Tecniche, che vengono effettuate in anestesia locale con sedazione, senza dolore, e consistono nella liberazione mini-invasiva di alcuni nervi, l’irritazione dei quali causa l’insorgenza degli attacchi. Le principali terminazioni nervose interessate possono essere localizzate, a seconda dei casi ed in ordine di frequenza, nella zona occipitale od alla base del collo (a scatenare la cosiddetta “cervicale”), nelle regioni temporali (in corrispondenza delle tempie), e/o nella regione frontale (di solito in prossimità delle sopracciglia).

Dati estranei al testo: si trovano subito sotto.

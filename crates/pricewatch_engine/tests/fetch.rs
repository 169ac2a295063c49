use std::time::Duration;

use pretty_assertions::assert_eq;
use pricewatch_engine::{
    ClientSettings, FailureKind, ReqwestScheduleClient, ScheduleClient, ScheduleResponse,
    TaskRequest, DEFAULT_SCHEDULE_PATH,
};
use serde_json::json;
use wiremock::matchers::{body_string, header, method, path};
use wiremock::{Mock, MockServer, ResponseTemplate};

fn rice() -> TaskRequest {
    TaskRequest {
        task_name: "DailyRiceBuilder".to_string(),
        task_key: "daily-rice-builder-3d".to_string(),
    }
}

fn settings_for(server: &MockServer) -> ClientSettings {
    ClientSettings {
        base_url: server.uri(),
        ..ClientSettings::default()
    }
}

#[tokio::test]
async fn posts_form_body_and_decodes_success() {
    let server = MockServer::start().await;
    Mock::given(method("POST"))
        .and(path(DEFAULT_SCHEDULE_PATH))
        .and(header("content-type", "application/x-www-form-urlencoded"))
        .and(body_string(
            "taskName=DailyRiceBuilder&taskKey=daily-rice-builder-3d",
        ))
        .respond_with(ResponseTemplate::new(200).set_body_json(json!({
            "state": "SUCCESS",
            "succeeded": "2024/03/01 09:30:00",
            "nextTime": "2024/03/04 09:00:00",
        })))
        .expect(1)
        .mount(&server)
        .await;

    let client = ReqwestScheduleClient::new(settings_for(&server)).expect("client");
    let response = client.fetch_schedule(&rice()).await.expect("fetch ok");

    assert_eq!(
        response,
        ScheduleResponse {
            state: Some("SUCCESS".to_string()),
            succeeded: Some("2024/03/01 09:30:00".to_string()),
            next_time: Some("2024/03/04 09:00:00".to_string()),
            error: None,
        }
    );
}

#[tokio::test]
async fn echoes_csrf_cookie_in_header() {
    let server = MockServer::start().await;
    Mock::given(method("POST"))
        .and(path(DEFAULT_SCHEDULE_PATH))
        .and(header("x-csrftoken", "tok123"))
        .and(header("cookie", "csrftoken=tok123"))
        .respond_with(
            ResponseTemplate::new(200)
                .set_body_json(json!({"state": "STARTED", "succeeded": "2024/03/01 09:30:00"})),
        )
        .expect(1)
        .mount(&server)
        .await;

    let settings = ClientSettings {
        cookies: vec![("csrftoken".to_string(), "tok123".to_string())],
        ..settings_for(&server)
    };
    let client = ReqwestScheduleClient::new(settings).expect("client");
    let response = client.fetch_schedule(&rice()).await.expect("fetch ok");

    assert_eq!(response.state.as_deref(), Some("STARTED"));
    assert_eq!(response.next_time, None);
}

#[tokio::test]
async fn application_error_is_a_successful_fetch() {
    let server = MockServer::start().await;
    Mock::given(method("POST"))
        .respond_with(ResponseTemplate::new(200).set_body_json(json!({"error": "No data found"})))
        .mount(&server)
        .await;

    let client = ReqwestScheduleClient::new(settings_for(&server)).expect("client");
    let response = client.fetch_schedule(&rice()).await.expect("fetch ok");

    assert_eq!(response.error.as_deref(), Some("No data found"));
    assert_eq!(response.state, None);
}

#[tokio::test]
async fn fails_on_http_status() {
    let server = MockServer::start().await;
    Mock::given(method("POST"))
        .respond_with(ResponseTemplate::new(403))
        .mount(&server)
        .await;

    let client = ReqwestScheduleClient::new(settings_for(&server)).expect("client");
    let err = client.fetch_schedule(&rice()).await.unwrap_err();

    assert_eq!(err.kind, FailureKind::HttpStatus(403));
}

#[tokio::test]
async fn fails_on_undecodable_body() {
    let server = MockServer::start().await;
    Mock::given(method("POST"))
        .respond_with(ResponseTemplate::new(200).set_body_string("<html>login</html>"))
        .mount(&server)
        .await;

    let client = ReqwestScheduleClient::new(settings_for(&server)).expect("client");
    let err = client.fetch_schedule(&rice()).await.unwrap_err();

    assert_eq!(err.kind, FailureKind::Decode);
}

#[tokio::test]
async fn times_out_on_slow_response() {
    let server = MockServer::start().await;
    Mock::given(method("POST"))
        .respond_with(
            ResponseTemplate::new(200)
                .set_delay(Duration::from_millis(250))
                .set_body_json(json!({"state": "STARTED"})),
        )
        .mount(&server)
        .await;

    let settings = ClientSettings {
        request_timeout: Duration::from_millis(50),
        ..settings_for(&server)
    };
    let client = ReqwestScheduleClient::new(settings).expect("client");
    let err = client.fetch_schedule(&rice()).await.unwrap_err();

    assert_eq!(err.kind, FailureKind::Timeout);
}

È stato ampiamente dimostrato come, in oltre l’80% dei pazienti affetti da cefalea muscolo-tensiva o emicrania, la liberazione mini-invasiva di questi nervi determini la completa remissione dei sintomi o una diminuzione significativa del numero, della durata e dell’intensità degli attacchi. La decompressione chirurgica di questi nervi è effettuata mediante nuove tecniche minimamente invasive, utilizzando una piccola incisione cutanea per l’accesso chirurgico, al fine di ridurre l’invasività dei metodi fino a oggi utilizzati, e limitando anche la piccola cicatrice derivante dall’intervento in zone nascoste dai capelli.

L’intervento che dura circa un’ora e si effettua in day hospital ed è indicato quando l’emicrania o la cefalea sono farmaco-resistenti, oppure quando la terapia farmacologica causa effetti collaterali così importanti da renderla poco sopportabile ai pazienti trattati; non sono invece risolvibili le cefalee a grappolo o le cefalee secondarie ad altre patologie.